Plus de 100 000 Arméniens ont déjà fui l’enclave séparatiste après l’offensive éclair de Bakou qui, lancée le 19 septembre, aura mis fin en vingt-quatre heures à un conflit vieux de près de trente-cinq ans. Un effondrement que personne n’avait vu venir (…) une montée en puissance de l’Azerbaïdjan et de son allié turc (…) montrer le jeu complexe des alliances dans la région, dont le gaz naturel est extrêmement convoité, et les zones de tensions. Une région qui est traversée par des gazoducs et des corridors – existants ou potentiels.
Ainsi, note la presse turque, la conquête du Haut-Karabakh par Bakou et les négociations à venir autour d’un hypothétique corridor terrestre entre l’Azerbaïdjan et la Turquie sont riches de promesses économiques, énergétiques et géopolitiques.
Quoi qu’il en soit, les cartes sont désormais rebattues. C’est l’analyse de l’expert russe Nikolaï Silaev dans Rossia v Globalnoï Politiké : «Si le Haut-Karabakh servait auparavant de baromètre de la situation dans la région – il indiquait qui était le plus fort et qui était le plus faible, qui avait le plus d’influence –, aujourd’hui ce baromètre est caduc», affirme-t-il, avant de relever l’une des inconnues de cette situation : la Géorgie.
Vu de Russie :
Avec la chute du Haut-Karabakh, on assiste à une recomposition des blocs
Comment ce pays va-t-il réagir ? «D’un côté, la Géorgie est plus proche de l’OTAN et de l’UE que les autres pays de la région, mais, de l’autre, elle conserve une posture très indépendante vis-à-vis de la crise ukrainienne. En outre, elle a toujours eu peur de se retrouver «entre le tsar et le sultan», comme disent les Géorgiens. Pour eux aussi, c’est un défi, et l’on verra de quelle manière ils comptent le relever».

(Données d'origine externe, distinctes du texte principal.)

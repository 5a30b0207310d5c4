//! Base damage adjustment from Grandmaster upgrades

use crate::error::CalcError;
use crate::types::{DamageRange, InputField};

/// Apply an upgrade bonus to a base damage range.
///
/// Only `scaling_coefficient` of the listed percent reaches the skill:
/// `adjusted = base * (1 + bonus_percent * coefficient / 100)`.
pub fn adjust_base(
    base: DamageRange,
    bonus_percent: f64,
    scaling_coefficient: f64,
) -> Result<DamageRange, CalcError> {
    if !base.min.is_finite() {
        return Err(CalcError::NonFiniteValue {
            field: InputField::BaseDamageMin,
        });
    }
    if !base.max.is_finite() {
        return Err(CalcError::NonFiniteValue {
            field: InputField::BaseDamageMax,
        });
    }

    let applied_percent = bonus_percent * scaling_coefficient;
    Ok(base.scaled(1.0 + applied_percent / 100.0))
}
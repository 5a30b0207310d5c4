//! Property tests for the stat curves and the upgrade session

use proptest::prelude::*;
use skill_core::config::{CritConstants, CritDamageConstants, SecondaryConstants};
use skill_core::stats::{
    accuracy_percent, crit_multiplier, crit_multiplier_ceiling, crit_rate, crit_rate_ceiling,
    debuff_resist_percent,
};
use skill_core::{DamageEngine, DamageRange, Increment, RawInputs, UpgradeTotals};

const BOOKS: [&str; 4] = ["green", "blue", "purple", "legendary"];

proptest! {
    #[test]
    fn crit_rate_monotonic_and_bounded(a in 0.0f64..100_000.0, b in 0.0f64..100_000.0) {
        let constants = CritConstants::default();
        let (lo, hi) = if a <= b { (a, b) } else { (b, a) };
        let rate_lo = crit_rate(lo, false, &constants);
        let rate_hi = crit_rate(hi, false, &constants);
        prop_assert!(rate_lo <= rate_hi);
        prop_assert!(rate_lo >= 0.0);
        prop_assert!(rate_hi < crit_rate_ceiling(&constants));
    }

    #[test]
    fn crit_multiplier_monotonic_and_bounded(a in 0.0f64..100_000.0, b in 0.0f64..100_000.0) {
        let constants = CritDamageConstants::default();
        let (lo, hi) = if a <= b { (a, b) } else { (b, a) };
        let mult_lo = crit_multiplier(lo, &constants);
        let mult_hi = crit_multiplier(hi, &constants);
        prop_assert!(mult_lo <= mult_hi);
        prop_assert!(mult_lo >= 125.0);
        prop_assert!(mult_hi < crit_multiplier_ceiling(&constants));
    }

    #[test]
    fn secondary_curves_bounded(points in 0.0f64..100_000.0) {
        let constants = SecondaryConstants::default();
        let acc = accuracy_percent(points, &constants);
        let res = debuff_resist_percent(points, &constants);
        prop_assert!((85.0..85.0 + 96.16).contains(&acc));
        prop_assert!((0.0..100.0794).contains(&res));
    }

    #[test]
    fn convert_tier_same_modifier_is_identity(
        min in 0.0f64..50_000.0,
        max in 0.0f64..50_000.0,
        modifier in 0.01f64..10.0,
    ) {
        let engine = DamageEngine::default();
        let converted = engine.convert_tier(min, max, modifier, modifier).unwrap();
        prop_assert_eq!(converted, DamageRange::new(min, max));
    }

    #[test]
    fn session_level_never_exceeds_cap(
        ops in prop::collection::vec((0usize..4, -5i64..20), 0..60)
    ) {
        let engine = DamageEngine::default();
        let mut session = engine.new_session();
        for (book, delta) in ops {
            let before = session.clone();
            match session.increment(BOOKS[book], delta).unwrap() {
                Increment::Applied { level, .. } => prop_assert_eq!(level, session.level()),
                Increment::Rejected { .. } => prop_assert_eq!(&session, &before),
            }
            prop_assert!(session.level() <= session.max_level());
        }
        let totals = engine.compute_upgrade_totals(session.items());
        prop_assert_eq!(totals.level, session.level());
    }

    #[test]
    fn table_bonus_non_decreasing(a in 0u32..400, b in 0u32..400) {
        let engine = DamageEngine::default();
        let table = &engine.config().grandmaster;
        let (lo, hi) = if a <= b { (a, b) } else { (b, a) };
        prop_assert!(table.lookup(lo) <= table.lookup(hi));
    }

    #[test]
    fn upgrades_never_reduce_damage(bonus in 0.0f64..500.0) {
        let engine = DamageEngine::default();
        let raw = RawInputs {
            base_damage_min: Some(2594.0),
            base_damage_max: Some(2799.0),
            attack_power: Some(700.0),
            secondary_bonus_percent: 55.0,
            crit_points: Some(1711.0),
            crit_damage_points: Some(1117.0),
            ..Default::default()
        };
        let plain = engine.compute_damage(&raw, UpgradeTotals::default()).unwrap();
        let upgraded = engine
            .compute_damage(&raw, UpgradeTotals { level: 0, bonus_percent: bonus })
            .unwrap();
        let plain = plain.damage().unwrap();
        let upgraded = upgraded.damage().unwrap();
        prop_assert!(upgraded.base_range_with_upgrade.min >= plain.base_range.min);
        prop_assert!(upgraded.avg_non_crit >= plain.avg_non_crit);
        prop_assert!(upgraded.avg_crit >= plain.avg_crit);
    }
}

Avec la chute du Haut-Karabakh, on assiste à une recomposition des blocs
Après la victoire azérie, qui signe la fin de la république séparatiste, cet expert russe explique en quoi les cartes sont rebattues dans la région : la Turquie et l’Azerbaïdjan, dit-il, s’affirment fortement ; le conflit entre l’Iran et Israël, qui soutient Bakou, s’étend désormais au Caucase du Sud. Quant à la Russie, quoique poussée dehors, elle a encore gros à jouer.
ROSSIA V GLOBALNOÏ POLITIKÉ : À en croire les commentaires dans les médias, la Turquie s’affirme de plus en plus. Les relations entre l’Iran et l’Azerbaïdjan étaient déjà exécrables et on voit que maintenant Israël fournit une aide active à Bakou. On entend parler de nouveaux blocs informels, avec d’un côté la Turquie, l’Azerbaïdjan et Israël, et de l’autre, l’Iran, la Russie et… je ne sais quel autre partenaire.
En réalité, on parle de blocs depuis l’effondrement de l’URSS, en tout cas depuis les années 1990. Et les choses étaient toujours à peu près présentées ainsi : d’un côté la Turquie et l’Azerbaïdjan, auxquels on rattachait parfois la Géorgie, et de l’autre, la Russie, l’Arménie et l’Iran. La Russie a toujours essayé de se tenir à l’écart de cette logique de blocs dans le Caucase. En partie parce qu’elle privilégiait un ordre géopolitique plus vaste, en partie parce qu’il était important pour elle d’entretenir des relations avec tout le monde.
Aujourd’hui, elle se trouve face à une situation difficile du fait que l’Iran est un partenaire clé, tandis que l’Azerbaïdjan est l’un des pays que doit traverser la voie de transport international en construction baptisée «Couloir Nord-Sud» [itinéraire ferroviaire et maritime conçu pour assurer la liaison entre la Russie et l’Inde via l’Iran]. Après la guerre arméno-azerbaïdjanaise de 2020, le géopolitologue Akhmet Iarlykapov a formulé une pensée très juste en disant que le Moyen-Orient se rapprochait du Caucase du Sud.